Some people describe themselves as “gender-fluid.” As an identity, it typically fits under the transgender and nonbinary umbrella, which applies to people whose gender identity doesn’t match the sex assigned to them on their original birth certificate. Nonbinary means a person’s gender identity doesn’t fit into strict cultural categories of female or male.

Not everyone who experiences changes in their gender expression or identity identifies as gender-fluid. Nor does everyone desire gender-affirming medical treatment to change their body to better align with their gender identity.

How does gender develop and change?

People typically begin developing a gender identity in early childhood, around the age of 2 or 3. Gender identity develops within multiple social contexts: a person’s family, their larger community, and the society and historical time in which they live. Each of these may have very different norms and expectations about gender expression and gender identity.

For example, a child might live in a family that believes that gender is more complex than boy or girl, and encourages a diversity of gender expressions.

That same child may live in a town where most people believe that boys should “look like boys” and girls should “look like girls.” And this child might live in a society and at a historical time with similar gender norms as their community.

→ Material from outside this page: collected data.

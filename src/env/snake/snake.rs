//! Snake entity and movement logic

use super::types::{Direction, Position, Turn};
use std::collections::VecDeque;

/// One snake on the board
#[derive(Debug, Clone)]
pub struct Snake {
    /// Body positions, head first
    pub body: VecDeque<Position>,
    /// Current heading
    pub direction: Direction,
    /// Target length; the tail is trimmed down to this on every move
    pub length: usize,
    /// Whether the snake is alive
    pub alive: bool,
}

impl Snake {
    /// Create a one-cell snake at `start` heading `direction`
    pub fn new(start: Position, direction: Direction) -> Self {
        let mut body = VecDeque::new();
        body.push_back(start);

        Self {
            body,
            direction,
            length: 1,
            alive: true,
        }
    }

    /// Current head position
    pub fn head(&self) -> Position {
        self.body[0]
    }

    /// Steer and advance one cell
    pub fn advance(&mut self, turn: Turn) {
        self.direction = self.direction.steer(turn);
        let new_head = self.head().step(self.direction);

        self.body.push_front(new_head);
        while self.body.len() > self.length {
            self.body.pop_back();
        }
    }

    /// Grow by one segment on the next move
    pub fn grow(&mut self) {
        self.length += 1;
    }

    /// Head left the board
    pub fn collides_with_wall(&self, width: i32, height: i32) -> bool {
        !self.head().in_bounds(width, height)
    }

    /// Head overlaps the rest of the body
    pub fn collides_with_self(&self) -> bool {
        let head = self.head();
        self.body.iter().skip(1).any(|&pos| pos == head)
    }

    /// Head overlaps any cell of `other`, including its head
    pub fn collides_with(&self, other: &Snake) -> bool {
        other.occupies(self.head())
    }

    /// Whether any segment sits on `pos`
    pub fn occupies(&self, pos: Position) -> bool {
        self.body.contains(&pos)
    }
}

Thus, this child may feel freer to have a different gender expression or identity at home than out in public.

For many people, gender identity and expression develop early and stay the same over time. For others, either one may change.

While such changes can happen at any time during a person’s life, they’re more common during childhood and adolescence than later in adulthood.

How can you support gender-fluid youth in your life?

We encourage you to think about gender fluidity as part of the diversity of human experience related to gender identity and expression. While acceptance is important in how we treat anyone, it’s especially important for children and teens.

* Listen to youth and validate their experience of their gender. Everyone is the expert of their own gender.

* Be patient, as a youth’s gender fluidity may be part of their gender identity development.

* Support gender-fluid youth in making informed decisions about gender-affirming care, such as hormone therapy and gender-affirming surgeries.

* Connect them to support and resources so they can talk to others with similar experiences. Gender spectrum  is a great resource for both gender-fluid youth and the adults in their lives.